__Stored data__.
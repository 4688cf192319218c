//! Property registry
//!
//! Assigns property ids per ecosystem and tracks each property's metadata and
//! total supply. Supply changes always go together with a ledger change, so
//! the sum of all balances equals the registered total.

use serde::{Deserialize, Serialize};
use std::collections::BTreeMap;

use super::ledger::Ledger;
use crate::domain::errors::ProtocolError;
use crate::domain::models::{
    Ecosystem, Property, PropertyId, PropertyKind, PropertyMetadata, UndoLog, UndoOp,
    MAIN_ECOSYSTEM_LAST_ID, MAX_TOKENS, PROPERTY_MAIN_TOKEN, PROPERTY_TEST_TOKEN,
};

/// Parameters of a new issuance
#[derive(Debug, Clone)]
pub struct IssueRequest {
    pub kind: PropertyKind,
    pub ecosystem: Ecosystem,
    pub divisible: bool,
    pub issuer: String,
    pub initial_amount: i64,
    pub metadata: PropertyMetadata,
    pub txid: String,
    pub block: u32,
}

#[derive(Debug, Clone, PartialEq, Eq, Serialize, Deserialize)]
pub struct PropertyRegistry {
    properties: BTreeMap<PropertyId, Property>,
    next_main_id: PropertyId,
    next_test_id: PropertyId,
}

impl Default for PropertyRegistry {
    fn default() -> Self {
        Self::new()
    }
}

impl PropertyRegistry {
    /// Registry holding only the two protocol tokens
    pub fn new() -> Self {
        let protocol = |id: PropertyId, ecosystem: Ecosystem, name: &str| Property {
            id,
            ecosystem,
            divisible: true,
            issuer: String::new(),
            creation_txid: String::new(),
            creation_block: 0,
            total_tokens: 0,
            kind: PropertyKind::Protocol,
            metadata: PropertyMetadata {
                category: "N/A".to_string(),
                subcategory: "N/A".to_string(),
                name: name.to_string(),
                url: String::new(),
                data: "Protocol token".to_string(),
            },
        };

        let mut properties = BTreeMap::new();
        properties.insert(
            PROPERTY_MAIN_TOKEN,
            protocol(PROPERTY_MAIN_TOKEN, Ecosystem::Main, "Main Protocol Token"),
        );
        properties.insert(
            PROPERTY_TEST_TOKEN,
            protocol(PROPERTY_TEST_TOKEN, Ecosystem::Test, "Test Protocol Token"),
        );

        Self {
            properties,
            next_main_id: Ecosystem::Main.first_id(),
            next_test_id: Ecosystem::Test.first_id(),
        }
    }

    pub fn get(&self, id: PropertyId) -> Option<&Property> {
        self.properties.get(&id)
    }

    pub fn lookup(&self, id: PropertyId) -> Result<&Property, ProtocolError> {
        self.get(id).ok_or(ProtocolError::UnknownProperty(id))
    }

    pub fn exists(&self, id: PropertyId) -> bool {
        self.properties.contains_key(&id)
    }

    pub fn is_divisible(&self, id: PropertyId) -> bool {
        self.get(id).map(|p| p.divisible).unwrap_or(true)
    }

    pub fn list(&self) -> impl Iterator<Item = &Property> {
        self.properties.values()
    }

    pub fn next_id(&self, ecosystem: Ecosystem) -> PropertyId {
        match ecosystem {
            Ecosystem::Main => self.next_main_id,
            Ecosystem::Test => self.next_test_id,
        }
    }

    /// Create a property with the next free id of its ecosystem and credit the
    /// initial amount to the issuer
    pub fn issue(
        &mut self,
        ledger: &mut Ledger,
        request: IssueRequest,
        undo: &mut UndoLog,
    ) -> Result<PropertyId, ProtocolError> {
        if !(0..=MAX_TOKENS).contains(&request.initial_amount) {
            return Err(ProtocolError::InvalidAmount);
        }
        let id = self.next_id(request.ecosystem);
        let next = match request.ecosystem {
            Ecosystem::Main if id > MAIN_ECOSYSTEM_LAST_ID => {
                return Err(ProtocolError::InvalidEcosystem)
            }
            _ => id.checked_add(1).ok_or(ProtocolError::SupplyOverflow)?,
        };

        undo.push(UndoOp::PropertyCreated {
            property: id,
            ecosystem: request.ecosystem,
            previous_next_id: id,
        });
        match request.ecosystem {
            Ecosystem::Main => self.next_main_id = next,
            Ecosystem::Test => self.next_test_id = next,
        }

        self.properties.insert(
            id,
            Property {
                id,
                ecosystem: request.ecosystem,
                divisible: request.divisible,
                issuer: request.issuer.clone(),
                creation_txid: request.txid,
                creation_block: request.block,
                total_tokens: 0,
                kind: request.kind,
                metadata: request.metadata,
            },
        );

        if request.initial_amount > 0 {
            self.mint(ledger, &request.issuer, id, request.initial_amount, undo)?;
        }
        Ok(id)
    }

    /// Grant new tokens of a managed property; only the issuer may grant
    pub fn grant(
        &mut self,
        ledger: &mut Ledger,
        sender: &str,
        id: PropertyId,
        amount: i64,
        recipient: &str,
        undo: &mut UndoLog,
    ) -> Result<(), ProtocolError> {
        self.check_managed_issuer(sender, id)?;
        self.mint(ledger, recipient, id, amount, undo)
    }

    /// Revoke tokens of a managed property from the issuer's available balance
    pub fn revoke(
        &mut self,
        ledger: &mut Ledger,
        sender: &str,
        id: PropertyId,
        amount: i64,
        undo: &mut UndoLog,
    ) -> Result<(), ProtocolError> {
        self.check_managed_issuer(sender, id)?;
        self.burn(ledger, sender, id, amount, undo)
    }

    /// Create tokens out of nothing, rejecting supply overflow
    pub fn mint(
        &mut self,
        ledger: &mut Ledger,
        recipient: &str,
        id: PropertyId,
        amount: i64,
        undo: &mut UndoLog,
    ) -> Result<(), ProtocolError> {
        if amount <= 0 {
            return Err(ProtocolError::InvalidAmount);
        }
        let property = self
            .properties
            .get_mut(&id)
            .ok_or(ProtocolError::UnknownProperty(id))?;
        let total = property
            .total_tokens
            .checked_add(amount)
            .ok_or(ProtocolError::SupplyOverflow)?;
        undo.push(UndoOp::Supply {
            property: id,
            previous: property.total_tokens,
        });
        property.total_tokens = total;
        ledger.credit(recipient, id, amount, undo)
    }

    /// Destroy tokens from an available balance
    pub fn burn(
        &mut self,
        ledger: &mut Ledger,
        holder: &str,
        id: PropertyId,
        amount: i64,
        undo: &mut UndoLog,
    ) -> Result<(), ProtocolError> {
        if amount <= 0 {
            return Err(ProtocolError::InvalidAmount);
        }
        let property = self
            .properties
            .get_mut(&id)
            .ok_or(ProtocolError::UnknownProperty(id))?;
        ledger.debit(holder, id, amount, undo)?;
        undo.push(UndoOp::Supply {
            property: id,
            previous: property.total_tokens,
        });
        property.total_tokens -= amount;
        Ok(())
    }

    fn check_managed_issuer(&self, sender: &str, id: PropertyId) -> Result<(), ProtocolError> {
        let property = self.lookup(id)?;
        if !property.is_managed() {
            return Err(ProtocolError::NotManaged);
        }
        if property.issuer != sender {
            return Err(ProtocolError::NotIssuer);
        }
        Ok(())
    }

    /// Undo a supply change
    pub fn restore_supply(&mut self, id: PropertyId, previous: i64) {
        if let Some(property) = self.properties.get_mut(&id) {
            property.total_tokens = previous;
        }
    }

    /// Undo an issuance: the property disappears and its id becomes free again
    pub fn remove_created(
        &mut self,
        id: PropertyId,
        ecosystem: Ecosystem,
        previous_next_id: PropertyId,
    ) {
        self.properties.remove(&id);
        match ecosystem {
            Ecosystem::Main => self.next_main_id = previous_next_id,
            Ecosystem::Test => self.next_test_id = previous_next_id,
        }
    }
}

__To do__.
In the entries, find every line holding "domain" and copy it.

__Exercise solution__.
use crate::domain::errors::ProtocolError;
use crate::domain::models::{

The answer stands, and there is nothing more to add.